Gedanken zu Helen Memel

Gedanken zu Helen Memel

Lange Zeit habe ich mich geweigert „Feuchtgebiete“ zu lesen. Der ganze Medienhype um dieses anscheinend skandalöse Buch hat mich abgestoßen. Auch weil mir der Zweifel kam, dass Charlotte Roche es nur geschrieben hat, um die Marketingmaschine um ihre Person anzukurbeln. Dass es eigentlich gar nicht um die Romanfigur Helen Memel geht, sondern um das Ego der Autorin.

Sie hat es jedoch geschickt angestellt, das muss ich ihr lassen. Sie ist so populär geworden, wie selten jemand und ich denke, jeder kenn ihr Gesicht und fragt sich ständig, wie viel Roche steckt in Helen Memel. Was der Romanheldin nicht unbedingt zuträglich ist, finde ich, es nimmt ihr die Identität. Deswegen habe ich mich auch nie um Rezensionen gekümmert und bei Diskussionen und Talkshows über das Buch weggezappt.

Wegen all dieser Vorbehalte hätte ich mir das Buch nie gekauft, habs geliehen bekommen – zum Glück – und habs gelesen. Ganz sachte habe ich die ersten Seiten angefangen, ohne Erwartungen. Und leider immer die Gestalt von Roche in Helen Memel gesehen. Anfänglich. Je mehr ich in Helens Gedankenwelt eingetaucht bin, desto größer war die Überraschung. Die Ich-Erzählerin wurde mehr und mehr zur eigenen Persönlichkeit, in ihrer ganzen Zartheit. Ja, Zartheit. Trotz aller Schocker und Grobheiten wenn sie erzählt, wie es zu ihren gespaltenen Brustwarzen kam, über ihren „Hüttenkäse“ berichtet oder die Wund ihres frisch operierten Hintern wieder aufreißt, entfaltet sie eine komplexe Sensibilität und wird zu einer mutigen, lebenshungrigen jungen Frau in all ihrer Verletzlichkeit. Auf der Such nach sich selbst, fast verloren in den Mäandern traumatischer Kindheitserfahrungen schafft sie es – ach wie schön! Kappt die Leinen und emanzipiert sich von ihrer Familie, die in ihrem Schweigen gefangen ist. Mit 18 Jahren nimmt sie ihr Leben in die Hand. Und das hat mich bewegt.

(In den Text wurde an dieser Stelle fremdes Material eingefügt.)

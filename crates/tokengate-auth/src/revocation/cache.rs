//! Revocation cache: `active` / `blacklisted` markers with TTL.
//!
//! An access token is only honoured while its key holds `active`. The key
//! moves to `blacklisted` on logout and never back; both values expire with
//! the token itself. A per-user index set lists every token registered for
//! the user so bulk revocation never scans the keyspace.

use std::sync::Arc;
use std::time::Duration;

use tracing::{debug, info, warn};

use tokengate_cache::CacheManager;
use tokengate_cache::keys;
use tokengate_core::error::{AppError, ErrorKind};
use tokengate_core::result::AppResult;
use tokengate_core::traits::CacheProvider;

use crate::jwt::codec::remaining_seconds_of;
use crate::jwt::{JwtCodec, fingerprint};

/// Cache value of a token that may be used.
const ACTIVE: &str = "active";
/// Cache value of a revoked token.
const BLACKLISTED: &str = "blacklisted";
/// Cache value of a redeemed email link.
const REDEEMED: &str = "redeemed";

/// Lifecycle state of one token in the cache.
#[derive(Debug, Clone, Copy, PartialEq, Eq)]
pub enum TokenState {
    /// Registered and not revoked.
    Active,
    /// Revoked.
    Blacklisted,
    /// Never registered, or its entry has expired.
    Absent,
}

/// Outcome of [`RevocationCache::blacklist_all_for_user`].
#[derive(Debug, Clone, Copy, Default, PartialEq, Eq, serde::Serialize)]
pub struct RevocationReport {
    /// Tokens moved to `blacklisted`.
    pub revoked: usize,
    /// Tokens that were already blacklisted.
    pub already_blacklisted: usize,
    /// Expired, unparseable, or unregistered tokens dropped from the index.
    pub skipped: usize,
    /// Tokens that could not be blacklisted even after a retry.
    pub failed: usize,
}

/// Converts a remaining lifetime into a cache TTL: rounded up, at least 1s.
pub fn ttl_from_seconds(seconds: f64) -> Duration {
    let secs = seconds.ceil();
    if secs.is_finite() && secs >= 1.0 {
        Duration::from_secs(secs as u64)
    } else {
        Duration::from_secs(1)
    }
}

/// Records and answers the revocation state of access tokens.
#[derive(Debug, Clone)]
pub struct RevocationCache {
    /// Backing store.
    cache: Arc<CacheManager>,
    /// Decodes indexed tokens to find their remaining lifetime.
    codec: Arc<JwtCodec>,
}

impl RevocationCache {
    /// Creates a revocation cache over the given store.
    pub fn new(cache: Arc<CacheManager>, codec: Arc<JwtCodec>) -> Self {
        Self { cache, codec }
    }

    /// Marks a token `active` for `ttl` and adds it to the user's index.
    ///
    /// Returns `false` without writing when the token is already blacklisted:
    /// a revoked token is never resurrected.
    pub async fn register_active(
        &self,
        username: &str,
        token: &str,
        ttl: Duration,
    ) -> AppResult<bool> {
        let key = keys::user_token(username, token);
        let written = self.cache.set_unless(&key, ACTIVE, BLACKLISTED, ttl).await?;
        if !written {
            warn!(
                username = %username,
                token = %fingerprint(token),
                "Refusing to re-activate a blacklisted token"
            );
            return Ok(false);
        }

        self.cache
            .set_add(&keys::user_token_index(username), token, ttl)
            .await?;

        debug!(username = %username, token = %fingerprint(token), "Token registered");
        Ok(true)
    }

    /// Overwrites the token's entry with `blacklisted` for `ttl`.
    ///
    /// A single atomic write, so a concurrent registration cannot interleave.
    pub async fn blacklist(&self, username: &str, token: &str, ttl: Duration) -> AppResult<bool> {
        self.cache
            .set(&keys::user_token(username, token), BLACKLISTED, ttl)
            .await?;

        debug!(username = %username, token = %fingerprint(token), "Token blacklisted");
        Ok(true)
    }

    /// Reads the token's state in one round-trip.
    pub async fn state(&self, username: &str, token: &str) -> AppResult<TokenState> {
        let value = self.cache.get(&keys::user_token(username, token)).await?;
        Ok(match value.as_deref() {
            Some(ACTIVE) => TokenState::Active,
            Some(BLACKLISTED) => TokenState::Blacklisted,
            Some(other) => {
                warn!(username = %username, value = %other, "Unexpected revocation cache value");
                TokenState::Absent
            }
            None => TokenState::Absent,
        })
    }

    /// Whether the token is registered and not revoked. Absent means `false`.
    pub async fn is_active(&self, username: &str, token: &str) -> AppResult<bool> {
        Ok(self.state(username, token).await? == TokenState::Active)
    }

    /// Whether the token has been revoked. Absent means `false`.
    pub async fn is_blacklisted(&self, username: &str, token: &str) -> AppResult<bool> {
        Ok(self.state(username, token).await? == TokenState::Blacklisted)
    }

    /// Blacklists every outstanding token registered for `username`.
    ///
    /// Each key is revoked on its own; a key that fails is retried once and
    /// then counted in [`RevocationReport::failed`]. Only when every attempted
    /// key fails does the call return an error.
    pub async fn blacklist_all_for_user(&self, username: &str) -> AppResult<RevocationReport> {
        let index = keys::user_token_index(username);
        let tokens = self.cache.set_members(&index).await?;
        let mut report = RevocationReport::default();
        let mut attempted = 0usize;

        for token in tokens {
            let remaining = match self
                .codec
                .decode(&token)
                .and_then(|claims| remaining_seconds_of(&claims))
            {
                Ok(remaining) => remaining,
                Err(e) => {
                    debug!(
                        username = %username,
                        token = %fingerprint(&token),
                        reason = %e.kind,
                        "Skipping unusable indexed token"
                    );
                    report.skipped += 1;
                    self.prune(&index, &token).await;
                    continue;
                }
            };

            match self.state(username, &token).await {
                Ok(TokenState::Blacklisted) => {
                    report.already_blacklisted += 1;
                    continue;
                }
                Ok(TokenState::Absent) => {
                    report.skipped += 1;
                    self.prune(&index, &token).await;
                    continue;
                }
                Ok(TokenState::Active) => {}
                Err(e) => {
                    warn!(
                        username = %username,
                        token = %fingerprint(&token),
                        error = %e,
                        "State lookup failed; blacklisting anyway"
                    );
                }
            }

            attempted += 1;
            let ttl = ttl_from_seconds(remaining);
            if self.blacklist_with_retry(username, &token, ttl).await {
                report.revoked += 1;
            } else {
                report.failed += 1;
            }
        }

        if attempted > 0 && report.failed == attempted {
            return Err(AppError::new(
                ErrorKind::Cache,
                format!("Failed to revoke any of {attempted} sessions for {username}"),
            ));
        }

        info!(
            username = %username,
            revoked = report.revoked,
            already_blacklisted = report.already_blacklisted,
            skipped = report.skipped,
            failed = report.failed,
            "Revoked all sessions for user"
        );
        Ok(report)
    }

    async fn blacklist_with_retry(&self, username: &str, token: &str, ttl: Duration) -> bool {
        for attempt in 1..=2 {
            match self.blacklist(username, token, ttl).await {
                Ok(_) => return true,
                Err(e) => warn!(
                    username = %username,
                    token = %fingerprint(token),
                    attempt,
                    error = %e,
                    "Failed to blacklist token"
                ),
            }
        }
        false
    }

    /// Marks an email link as used until it expires.
    ///
    /// Returns `false` when the link was redeemed before. The check and the
    /// write are one atomic step, so two concurrent redemptions cannot both
    /// succeed.
    pub async fn redeem_link(&self, link_id: &str, remaining_seconds: f64) -> AppResult<bool> {
        let ttl = ttl_from_seconds(remaining_seconds);
        let first = self
            .cache
            .set_unless(&keys::used_link(link_id), REDEEMED, REDEEMED, ttl)
            .await?;
        if !first {
            warn!(link = %link_id, "Link presented again after redemption");
        }
        Ok(first)
    }

    async fn prune(&self, index: &str, token: &str) {
        if let Err(e) = self.cache.set_remove(index, token).await {
            debug!(index = %index, error = %e, "Failed to prune token index");
        }
    }
}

Nun ist der Stoff verfilmt und war in den Kinos. Ich war neugierig und habe den Streifen angeschaut. Nicht zuletzt wegen eines Interviews mit Produzent Peter Rommel, aus Stuttgart, jetzt in Berlin lebend. Ich hatte ihn mal kennengelernt als ich 16 und er noch nicht berühmt war. Er bring auf den Punkt, was mich an Helen Memel fasziniert: „Für mich war das der Gegenentwurf zu dieser Heidi-Klum-Welt und dieser seltsamen Angst vor einem natürlichen Umgang mit dem Körper: Diese Gesellschaft tut immer so modern, aber in Wahrheit ist sie konservativ und verklemmt wie lange nicht.“ Und vor allem: „Wir haben analysiert, was bei Helen Memel innerfamiliär passiert. Im Buch wird das nicht so klar. Wir sind auf das Problem Scheidungskind gestoßen. Helen hätte auch Drogen nehmen oder sich ritzen können, aber sie drückt das eben in ihrer provozierenden Körperlichkeit aus.“ Lieber Peter, Dein Film ist absolut sehenswert!